How do you calculate the monthly payment on personal loans?

Calculating the monthly payment on personal loans is harder than it sounds like it should be. You might think that all you have to do is divide up the principle into the number of payments and then add interest to the payment. But, it’s a lot more complicated than that. Since personal loans charge an interest rate, the interest you would pay is based on the total money you still owe, not on the original amount.

Monthly payments are balanced so that payment is the same from the beginning to the end of the loan. That means that a personal loan’s first payment is mostly interest expense. Conversely, the last payment is mostly principle. Instead of attempting to do the math, the easiest thing to do is find a payment calculator online

Is a personal loan a good idea?

It is always important to be careful when considering taking on more debt. You want to make sure taking a personal loan a good idea in your situation.

Personal loans can be an great way to solve financial emergencies, improve your life, or give you a chance to take advantage of an opportunity. Some of the following situations might be good reasons to take out a personal loan:

  • Repair your car so you can get to work
  • Have an important medical procedure done
  • Starting a personal business
  • Buy something important that you can pay for over time

How personal loans work, interest and fees?

Most personal loans are installment loans which means that they are paid over time with monthly or twice-monthly payments. Lending companies charge interest on the outstanding balance. The interest is stated as a yearly rate, but it is calculated daily. So, if the interest rate was 36.5%, the daily interest charged on the existing principle would be 0.1% per day (36.5% ÷ 365 days). If the principal balance is $1,000, the interest incurred for the day would be $1 (0.1% × $1,000). Payments are calculated so that the payment is the same throughout the life of the loan. This means monthly interest payment goes down as the principal is paid down. Lenders do this so it is easier for borrowers to plan their loan payments. 

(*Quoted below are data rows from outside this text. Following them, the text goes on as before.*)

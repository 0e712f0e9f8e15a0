//! Request-scoped authorization context and its storage projection.
use crate::{AuthzError, CanonicalRole};
use serde::{Deserialize, Serialize};
use uuid::Uuid;

/// Customer classification carried on every user profile.
#[derive(Debug, Clone, Copy, PartialEq, Eq, Hash, Serialize, Deserialize)]
#[serde(rename_all = "lowercase")]
pub enum CustomerClass {
    Staff,
    Partner,
    Enterprise,
}

impl CustomerClass {
    pub fn as_str(self) -> &'static str {
        match self {
            CustomerClass::Staff => "staff",
            CustomerClass::Partner => "partner",
            CustomerClass::Enterprise => "enterprise",
        }
    }

    /// Lenient parse: trims and ignores case. `None` for anything outside the
    /// three known classes.
    pub fn parse(value: &str) -> Option<Self> {
        match value.trim().to_ascii_lowercase().as_str() {
            "staff" => Some(CustomerClass::Staff),
            "partner" => Some(CustomerClass::Partner),
            "enterprise" => Some(CustomerClass::Enterprise),
            _ => None,
        }
    }
}

impl std::fmt::Display for CustomerClass {
    fn fmt(&self, f: &mut std::fmt::Formatter<'_>) -> std::fmt::Result {
        f.write_str(self.as_str())
    }
}

impl std::str::FromStr for CustomerClass {
    type Err = AuthzError;

    fn from_str(value: &str) -> Result<Self, Self::Err> {
        CustomerClass::parse(value)
            .ok_or_else(|| AuthzError::InvalidCustomerClass(value.to_string()))
    }
}

/// Who is calling, on behalf of which organization, with what role.
///
/// Rebuilt from the internal credential on every request; never cached
/// across requests.
#[derive(Debug, Clone, PartialEq, Eq, Serialize, Deserialize)]
pub struct AuthorizationContext {
    pub user_id: Uuid,
    pub organization_id: Uuid,
    pub customer_type: CustomerClass,
    pub role: CanonicalRole,
}

impl AuthorizationContext {
    pub fn session_variables(&self) -> SessionVariables {
        SessionVariables::from(self)
    }
}

/// Per-transaction settings consumed by row-level security policies.
///
/// Applied with `set_config(name, value, true)` so they vanish at commit or
/// rollback.
#[derive(Debug, Clone, PartialEq, Eq)]
pub struct SessionVariables {
    pub current_user_id: String,
    pub current_organization_id: String,
    pub current_role: String,
    pub current_customer_type: String,
}

impl SessionVariables {
    pub const USER_ID: &'static str = "app.current_user_id";
    pub const ORGANIZATION_ID: &'static str = "app.current_organization_id";
    pub const ROLE: &'static str = "app.current_role";
    pub const CUSTOMER_TYPE: &'static str = "app.current_customer_type";

    /// Setting name / value pairs in a stable order.
    pub fn as_pairs(&self) -> [(&'static str, &str); 4] {
        [
            (Self::USER_ID, self.current_user_id.as_str()),
            (Self::ORGANIZATION_ID, self.current_organization_id.as_str()),
            (Self::ROLE, self.current_role.as_str()),
            (Self::CUSTOMER_TYPE, self.current_customer_type.as_str()),
        ]
    }
}

impl From<&AuthorizationContext> for SessionVariables {
    fn from(ctx: &AuthorizationContext) -> Self {
        Self {
            current_user_id: ctx.user_id.to_string(),
            current_organization_id: ctx.organization_id.to_string(),
            current_role: ctx.role.as_str().to_string(),
            current_customer_type: ctx.customer_type.as_str().to_string(),
        }
    }
}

Is it a good idea to pay off personal loans early? 

Lenders charge interest for personal loans on a daily basis. Therefore, making extra payments to principal will always save money on interest. Making extra payments early in a loan will save the interest expense on that payment throughout the life of the loan. 

Paying off a personal loan early may not be a good decision if it includes a prepayment penalty. If the loan has a prepayment penalty, it is important to calculate the difference between the interest dabbed and the fee charged. 

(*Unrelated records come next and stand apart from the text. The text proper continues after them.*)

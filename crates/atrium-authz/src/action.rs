use crate::AuthzError;
use serde::{Deserialize, Serialize};

/// Operations gated by the permission matrix.
#[derive(Debug, Clone, Copy, PartialEq, Eq, Hash, Serialize, Deserialize)]
#[serde(rename_all = "snake_case")]
pub enum Action {
    Create,
    Read,
    Update,
    Delete,
    Approve,
}

impl Action {
    pub const ALL: [Action; 5] = [
        Action::Create,
        Action::Read,
        Action::Update,
        Action::Delete,
        Action::Approve,
    ];

    pub fn as_str(self) -> &'static str {
        match self {
            Action::Create => "create",
            Action::Read => "read",
            Action::Update => "update",
            Action::Delete => "delete",
            Action::Approve => "approve",
        }
    }

    pub(crate) const fn bit(self) -> u8 {
        match self {
            Action::Create => 1 << 0,
            Action::Read => 1 << 1,
            Action::Update => 1 << 2,
            Action::Delete => 1 << 3,
            Action::Approve => 1 << 4,
        }
    }
}

impl std::fmt::Display for Action {
    fn fmt(&self, f: &mut std::fmt::Formatter<'_>) -> std::fmt::Result {
        f.write_str(self.as_str())
    }
}

impl std::str::FromStr for Action {
    type Err = AuthzError;

    fn from_str(value: &str) -> Result<Self, Self::Err> {
        match value {
            "create" => Ok(Action::Create),
            "read" => Ok(Action::Read),
            "update" => Ok(Action::Update),
            "delete" => Ok(Action::Delete),
            "approve" => Ok(Action::Approve),
            other => Err(AuthzError::InvalidAction(other.to_string())),
        }
    }
}

/// Kinds of objects managed through the admin platform.
///
/// The current matrix does not distinguish between kinds; the parameter is
/// kept on every check so per-kind rules can be added without touching callers.
#[derive(Debug, Clone, Copy, PartialEq, Eq, Hash, Serialize, Deserialize)]
#[serde(rename_all = "snake_case")]
pub enum ResourceKind {
    Content,
    Service,
    Category,
    Organization,
    User,
}

impl ResourceKind {
    pub fn as_str(self) -> &'static str {
        match self {
            ResourceKind::Content => "content",
            ResourceKind::Service => "service",
            ResourceKind::Category => "category",
            ResourceKind::Organization => "organization",
            ResourceKind::User => "user",
        }
    }
}

impl std::fmt::Display for ResourceKind {
    fn fmt(&self, f: &mut std::fmt::Formatter<'_>) -> std::fmt::Result {
        f.write_str(self.as_str())
    }
}

impl std::str::FromStr for ResourceKind {
    type Err = AuthzError;

    fn from_str(value: &str) -> Result<Self, Self::Err> {
        match value {
            "content" => Ok(ResourceKind::Content),
            "service" => Ok(ResourceKind::Service),
            "category" => Ok(ResourceKind::Category),
            "organization" => Ok(ResourceKind::Organization),
            "user" => Ok(ResourceKind::User),
            other => Err(AuthzError::InvalidResource(other.to_string())),
        }
    }
}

Sometimes paying off a personal loan early is the best decision just to decrease your overall debt.

Do personal loans report to the credit bureaus?

Most companies and banks that offer personal loans report payments to the credit bureaus (Experian, Equifax, and TransUnion). You should see the details on your credit report if the lender reports to that credit bureau. Note: you may not see it show up on your credit report for two or three months after taking out the loan because there is a meaningful lag in the reporting process. 

Do personal loans help my credit score?

Making consistent, on-time payments is incredibly important to building a strong credit score. However, late payments and defaults reported to the credit bureaus will make a meaningful decrease in a credit score. Personal loans can be very good for your credit score if you are always on-time with your payments. They can be bad for your score if late payments are reported, even if you are only rarely late. 

Will paying off my personal loan improve my credit score? 

Credit scores are very complicated so it is not always clear whether paying off a personal loan will improve your credit score. The impact to your credit score will depend on how long you had the loan, how much you owed, and what other credit is on your credit report. That means it’s possible to decrease your credit score some by paying off a personal loan. This can be frustrating.

Keep this in mind. Decreasing your debt levels is the responsible and financially sound choice. Instead of focusing on the credit score, consider the following. Paying off a personal loan will decrease your debt and free up money in your monthly budget. You can use that money to pay down revolving debt (like credit cards) which is good for your credit score. Or you can build a savings account with it!

What is the easiest way to be approved for a personal loan?

The easiest way to be approved for a personal loan is to apply through a marketplace website that will find several lenders who will pre-approve you. Check out our marketplace if you want to see which lenders will pre-approve you. 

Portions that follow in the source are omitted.